--- START ---

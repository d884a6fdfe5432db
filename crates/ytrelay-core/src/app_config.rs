use std::path::PathBuf;
use std::str::FromStr;

use crate::ConfigError;

/// Which collection pipeline a run executes.
#[derive(Debug, Clone, Copy, PartialEq, Eq)]
pub enum Mode {
    Search,
    Comments,
    ChannelVideos,
}

impl Mode {
    /// Event type used when the run is triggered through a GitHub
    /// `repository_dispatch` event.
    #[must_use]
    pub fn dispatch_event_type(self) -> &'static str {
        match self {
            Mode::Search => "youtube-search",
            Mode::Comments => "youtube-comments",
            Mode::ChannelVideos => "youtube-channel-videos",
        }
    }

    /// Result count used when neither the command line nor the environment
    /// names one.
    #[must_use]
    pub fn default_count(self) -> u32 {
        match self {
            Mode::Comments => 50,
            Mode::Search | Mode::ChannelVideos => 25,
        }
    }
}

impl std::fmt::Display for Mode {
    fn fmt(&self, f: &mut std::fmt::Formatter<'_>) -> std::fmt::Result {
        match self {
            Mode::Search => write!(f, "search"),
            Mode::Comments => write!(f, "comments"),
            Mode::ChannelVideos => write!(f, "channel-videos"),
        }
    }
}

impl FromStr for Mode {
    type Err = ConfigError;

    fn from_str(s: &str) -> Result<Self, Self::Err> {
        match s.trim().to_ascii_lowercase().as_str() {
            "search" => Ok(Mode::Search),
            "comments" => Ok(Mode::Comments),
            "channel-videos" | "channel_videos" | "channel" => Ok(Mode::ChannelVideos),
            other => Err(ConfigError::UnsupportedMode(other.to_owned())),
        }
    }
}

/// How the page walker treats a page that returned fewer items than asked for.
#[derive(Debug, Clone, Copy, PartialEq, Eq, Default)]
pub enum ShortPagePolicy {
    /// Keep paging while the upstream hands back a continuation cursor.
    #[default]
    ContinueIfCursor,
    /// Treat a short page as the end of the stream.
    Stop,
}

impl FromStr for ShortPagePolicy {
    type Err = String;

    fn from_str(s: &str) -> Result<Self, Self::Err> {
        match s.trim().to_ascii_lowercase().as_str() {
            "continue" | "continue-if-cursor" => Ok(ShortPagePolicy::ContinueIfCursor),
            "stop" => Ok(ShortPagePolicy::Stop),
            other => Err(format!("expected \"continue\" or \"stop\", got \"{other}\"")),
        }
    }
}

#[derive(Clone)]
pub struct AppConfig {
    pub api_base_url: String,
    pub request_timeout_secs: u64,
    pub user_agent: String,
    pub proxy_url: Option<String>,
    pub delivery_delay_ms: u64,
    pub page_delay_ms: u64,
    pub short_page_policy: ShortPagePolicy,
    pub batch_size: usize,
    pub output_dir: PathBuf,
    pub log_level: String,
    pub github_token: Option<String>,
    pub github_repository: Option<String>,
    pub github_api_url: String,
}

impl std::fmt::Debug for AppConfig {
    fn fmt(&self, f: &mut std::fmt::Formatter<'_>) -> std::fmt::Result {
        f.debug_struct("AppConfig")
            .field("api_base_url", &self.api_base_url)
            .field("request_timeout_secs", &self.request_timeout_secs)
            .field("user_agent", &self.user_agent)
            .field("proxy_url", &self.proxy_url.as_ref().map(|_| "[redacted]"))
            .field("delivery_delay_ms", &self.delivery_delay_ms)
            .field("page_delay_ms", &self.page_delay_ms)
            .field("short_page_policy", &self.short_page_policy)
            .field("batch_size", &self.batch_size)
            .field("output_dir", &self.output_dir)
            .field("log_level", &self.log_level)
            .field(
                "github_token",
                &self.github_token.as_ref().map(|_| "[redacted]"),
            )
            .field("github_repository", &self.github_repository)
            .field("github_api_url", &self.github_api_url)
            .finish()
    }
}
use std::cmp::Reverse;

use crate::entity::{CommentEntity, VideoEntity};

/// Sorts `entities` by `key_fn` descending and keeps the first `max_count`.
///
/// The sort is stable, so equal keys keep their incoming order. Truncation
/// happens after sorting: the result is the top `max_count` of everything
/// collected.
#[must_use]
pub fn rank_and_trim<T, K, F>(mut entities: Vec<T>, key_fn: F, max_count: usize) -> Vec<T>
where
    K: Ord,
    F: Fn(&T) -> K,
{
    entities.sort_by_key(|e| Reverse(key_fn(e)));
    entities.truncate(max_count);
    entities
}

#[must_use]
pub fn by_view_count(video: &VideoEntity) -> u64 {
    video.statistics.view_count
}

#[must_use]
pub fn by_like_count(comment: &CommentEntity) -> u64 {
    comment.like_count
}

#[cfg(test)]
mod tests {
    use super::*;

    #[test]
    fn sorts_descending_and_truncates_after_sorting() {
        let ranked = rank_and_trim(vec![3, 9, 1, 7, 5], |n| *n, 3);
        assert_eq!(ranked, vec![9, 7, 5]);
    }

    #[test]
    fn equal_keys_keep_original_order() {
        let items = vec![("a", 1), ("b", 5), ("c", 1), ("d", 5), ("e", 1)];
        let ranked = rank_and_trim(items, |(_, k)| *k, 10);
        assert_eq!(
            ranked.iter().map(|(n, _)| *n).collect::<Vec<_>>(),
            vec!["b", "d", "a", "c", "e"]
        );
    }

    #[test]
    fn max_count_larger_than_input_keeps_everything() {
        assert_eq!(rank_and_trim(vec![1, 2], |n| *n, 50), vec![2, 1]);
        assert!(rank_and_trim(Vec::<u64>::new(), |n| *n, 5).is_empty());
    }

    #[test]
    fn videos_rank_by_views() {
        let mut low = VideoEntity::default();
        low.statistics.view_count = 10;
        low.basic_info.video_id = "low".to_string();
        let mut high = VideoEntity::default();
        high.statistics.view_count = 1_000;
        high.basic_info.video_id = "high".to_string();

        let ranked = rank_and_trim(vec![low, high], by_view_count, 1);
        assert_eq!(ranked.len(), 1);
        assert_eq!(ranked[0].basic_info.video_id, "high");
    }
}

--- END ---

*Task description*:
Output only an exact transcription of the lines above from the one with "a run executes." up to and including the one with "impl std::fmt::Display for".

*Task answer*:
/// Which collection pipeline a run executes.
#[derive(Debug, Clone, Copy, PartialEq, Eq)]
pub enum Mode {
    Search,
    Comments,
    ChannelVideos,
}

impl Mode {
    /// Event type used when the run is triggered through a GitHub
    /// `repository_dispatch` event.
    #[must_use]
    pub fn dispatch_event_type(self) -> &'static str {
        match self {
            Mode::Search => "youtube-search",
            Mode::Comments => "youtube-comments",
            Mode::ChannelVideos => "youtube-channel-videos",
        }
    }

    /// Result count used when neither the command line nor the environment
    /// names one.
    #[must_use]
    pub fn default_count(self) -> u32 {
        match self {
            Mode::Comments => 50,
            Mode::Search | Mode::ChannelVideos => 25,
        }
    }
}

impl std::fmt::Display for Mode {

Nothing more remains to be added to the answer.